Uni-MuMER: Unified Multi-Task Fine-Tuning of Vision-Language Model for Handwritten Mathematical Expression Recognition

Description

We introduce Uni-MuMER, which fully fine-tunes the Qwen2.5-VL-3B model for the HMER task without modifying its architecture, effectively injecting domain-specific knowledge into a generalist framework. Our method integrates three data-driven tasks: Tree-Aware Chain-of-Thought (Tree-CoT) for structured spatial reasoning, Error-Driven Learning (EDL) for reducing confusion among visually similar characters, and Symbol Counting (SC) for improving recognition consistency in long expressions.

We further extend Uni-MuMER to newer backbone architectures (Qwen3.5 and Qwen3-VL) and provide a family of fine-tuned models for the community.

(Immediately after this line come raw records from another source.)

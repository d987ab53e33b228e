//! # jobline
//!
//! Relay instance binary: loads settings, opens the shared store, wires the
//! relay and serves the HTTP/WebSocket surface until Ctrl-C or SIGTERM.

#![deny(unsafe_code)]

use std::path::PathBuf;
use std::sync::Arc;
use std::time::Duration;

use anyhow::{Context, Result};
use clap::Parser;
use jobline_core::InstanceId;
use jobline_relay::bridge::BridgeContext;
use jobline_relay::{CareersCatalog, ConnectionHub, Relay, StateBroadcaster, UpstreamConfig};
use jobline_server::JoblineServer;
use jobline_settings::{JoblineSettings, LogFormat};
use jobline_store::{open_backend, BackendOptions, OwnershipLease, SessionStore, Sweeper};
use jobline_telemetry::TelemetryConfig;

/// Session-state sync and realtime relay.
#[derive(Parser, Debug)]
#[command(name = "jobline", about = "Session-state sync and realtime relay")]
struct Cli {
    /// JSON settings file (falls back to `JOBLINE_CONFIG`).
    #[arg(long)]
    config: Option<PathBuf>,

    /// Host to bind (overrides settings).
    #[arg(long)]
    host: Option<String>,

    /// Port to bind, 0 for auto-assign (overrides settings).
    #[arg(long)]
    port: Option<u16>,

    /// Shared store URL (overrides settings).
    #[arg(long)]
    store_url: Option<String>,
}

impl Cli {
    fn config_path(&self) -> Option<PathBuf> {
        self.config
            .clone()
            .or_else(|| std::env::var_os("JOBLINE_CONFIG").map(PathBuf::from))
    }

    fn apply(&self, settings: &mut JoblineSettings) {
        if let Some(host) = &self.host {
            settings.server.host.clone_from(host);
        }
        if let Some(port) = self.port {
            settings.server.port = port;
        }
        if let Some(url) = &self.store_url {
            settings.store.url.clone_from(url);
        }
    }
}

fn telemetry_config(settings: &JoblineSettings) -> TelemetryConfig {
    TelemetryConfig {
        filter: settings.logging.level.clone(),
        format: match settings.logging.format {
            LogFormat::Json => jobline_telemetry::LogFormat::Json,
            LogFormat::Compact => jobline_telemetry::LogFormat::Compact,
        },
        metrics_enabled: true,
    }
}

#[tokio::main]
async fn main() -> Result<()> {
    let args = Cli::parse();

    let mut settings = jobline_settings::load_settings(args.config_path().as_deref())
        .context("Failed to load settings")?;
    args.apply(&mut settings);

    let telemetry = jobline_telemetry::init_telemetry(&telemetry_config(&settings))
        .context("Failed to initialize telemetry")?;

    let instance_id = settings
        .instance_id
        .clone()
        .map_or_else(InstanceId::new, InstanceId::from_raw);

    let backend = open_backend(
        &settings.store.url,
        &BackendOptions {
            pool_size: settings.store.pool_size,
        },
    )
    .await
    .context("Failed to open session store")?;
    tracing::info!(backend = backend.kind, %instance_id, "session store ready");

    let op_timeout = Duration::from_millis(settings.store.op_timeout_ms);
    let store = SessionStore::new(
        &backend,
        Duration::from_secs(settings.store.session_expiry_seconds),
        op_timeout,
    );
    let lease = OwnershipLease::new(
        &backend,
        Duration::from_secs(settings.lease.ttl_secs),
        Duration::from_secs(settings.lease.renew_interval_secs),
        op_timeout,
    );
    let broadcaster = Arc::new(StateBroadcaster::new(
        instance_id.clone(),
        store.clone(),
        backend.feed.clone(),
        Arc::new(ConnectionHub::new()),
        Duration::from_millis(settings.broadcast.poll_interval_ms),
    ));
    if !broadcaster.uses_feed() {
        tracing::info!(
            poll_interval_ms = settings.broadcast.poll_interval_ms,
            "store has no change feed, polling for remote updates"
        );
    }
    let catalog = CareersCatalog::new(&settings.catalog).context("Failed to build catalog client")?;
    let upstream = UpstreamConfig::from(&settings.upstream);
    if upstream.api_key.is_none() {
        tracing::warn!("no upstream API key configured");
    }

    let sweeper = Sweeper::new(
        store,
        lease.clone(),
        Duration::from_secs(settings.store.cleanup_interval_seconds),
    );
    let relay = Relay::new(BridgeContext {
        instance_id,
        lease,
        broadcaster,
        catalog: Arc::new(catalog),
        upstream: Arc::new(upstream),
    });

    let shutdown_timeout = Duration::from_secs(settings.server.shutdown_timeout_secs);
    let server = JoblineServer::new(
        settings.server.clone(),
        relay,
        settings.client.clone(),
        telemetry.prometheus().cloned(),
    );
    let mut handles = server.spawn_background(Some(sweeper));
    let (addr, serve) = server.listen().await.context("Failed to bind listener")?;
    tracing::info!("jobline listening on http://{addr}");

    wait_for_signal().await?;

    tracing::info!("Shutting down...");
    server.drain(shutdown_timeout).await;
    handles.push(serve);
    server
        .shutdown()
        .graceful_shutdown(handles, shutdown_timeout)
        .await;
    tracing::info!("Shutdown complete");
    Ok(())
}

#[cfg(unix)]
async fn wait_for_signal() -> Result<()> {
    use tokio::signal::unix::{signal, SignalKind};

    let mut term = signal(SignalKind::terminate()).context("Failed to listen for SIGTERM")?;
    tokio::select! {
        res = tokio::signal::ctrl_c() => res.context("Failed to listen for ctrl-c")?,
        _ = term.recv() => {}
    }
    Ok(())
}

#[cfg(not(unix))]
async fn wait_for_signal() -> Result<()> {
    tokio::signal::ctrl_c()
        .await
        .context("Failed to listen for ctrl-c")
}

#[cfg(test)]
mod tests {
    use super::*;

    #[test]
    fn cli_defaults_leave_settings_alone() {
        let cli = Cli::parse_from(["jobline"]);
        let mut settings = JoblineSettings::default();
        cli.apply(&mut settings);
        assert_eq!(settings.server.host, "0.0.0.0");
        assert_eq!(settings.server.port, 8765);
        assert_eq!(settings.store.url, "memory://");
    }

    #[test]
    fn cli_overrides_host_port_and_store() {
        let cli = Cli::parse_from([
            "jobline",
            "--host",
            "127.0.0.1",
            "--port",
            "0",
            "--store-url",
            "redis://cache:6379",
        ]);
        let mut settings = JoblineSettings::default();
        cli.apply(&mut settings);
        assert_eq!(settings.server.host, "127.0.0.1");
        assert_eq!(settings.server.port, 0);
        assert_eq!(settings.store.url, "redis://cache:6379");
    }

    #[test]
    fn cli_config_path() {
        let cli = Cli::parse_from(["jobline", "--config", "/etc/jobline.json"]);
        assert_eq!(cli.config_path(), Some(PathBuf::from("/etc/jobline.json")));
    }

    #[test]
    fn cli_rejects_bad_port() {
        assert!(Cli::try_parse_from(["jobline", "--port", "99999"]).is_err());
    }

    #[test]
    fn telemetry_follows_logging_settings() {
        let mut settings = JoblineSettings::default();
        settings.logging.level = "debug".into();
        settings.logging.format = LogFormat::Compact;
        let config = telemetry_config(&settings);
        assert_eq!(config.filter, "debug");
        assert_eq!(config.format, jobline_telemetry::LogFormat::Compact);
        assert!(config.metrics_enabled);
    }
}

Experiments on the CROHME and HME100K datasets show that Uni-MuMER achieves new state-of-the-art performance, surpassing the best lightweight specialized model, SSAN, by 16.31% and the top-performing VLM Gemini2.5-flash by 24.42% in the zero-shot setting.

📢 Updates

2026-04-13: Release 4 new model variants: Qwen3.5-2B, Qwen3.5-4B, Qwen3-VL-2B, Qwen3-VL-4B. See Model Zoo
2026-03-29: Release preprocessing scripts for UniMuMER-Tree, symbol-counting data construction, and the MathNet-based HMER prompt-data pipeline. See Preprocessing
2025-09-18: This work got accepted to NeurIPS 2025 as a Spotlight (688/21575).
2025-09-09 : Release dataset (Uni-MuMER-Data and valid/test data) and training code. See Training
2025-06-02: Release of model weights and inference scripts.

📦 Dataset Preparation

Download data.zip from GitHub, Huggingface, or Google Drive link.
Unzip it at the project root. After extraction, you should have:

data
├── CROHME/
├── CROHME2023/
├── HME100K/
├── Im2LaTeXv2/
├── MathWriting/
└── MNE/

🛠 Preprocessing

We provide preprocessing scripts for the released UniMuMER-Tree and symbol-counting data construction pipeline in preprocess/.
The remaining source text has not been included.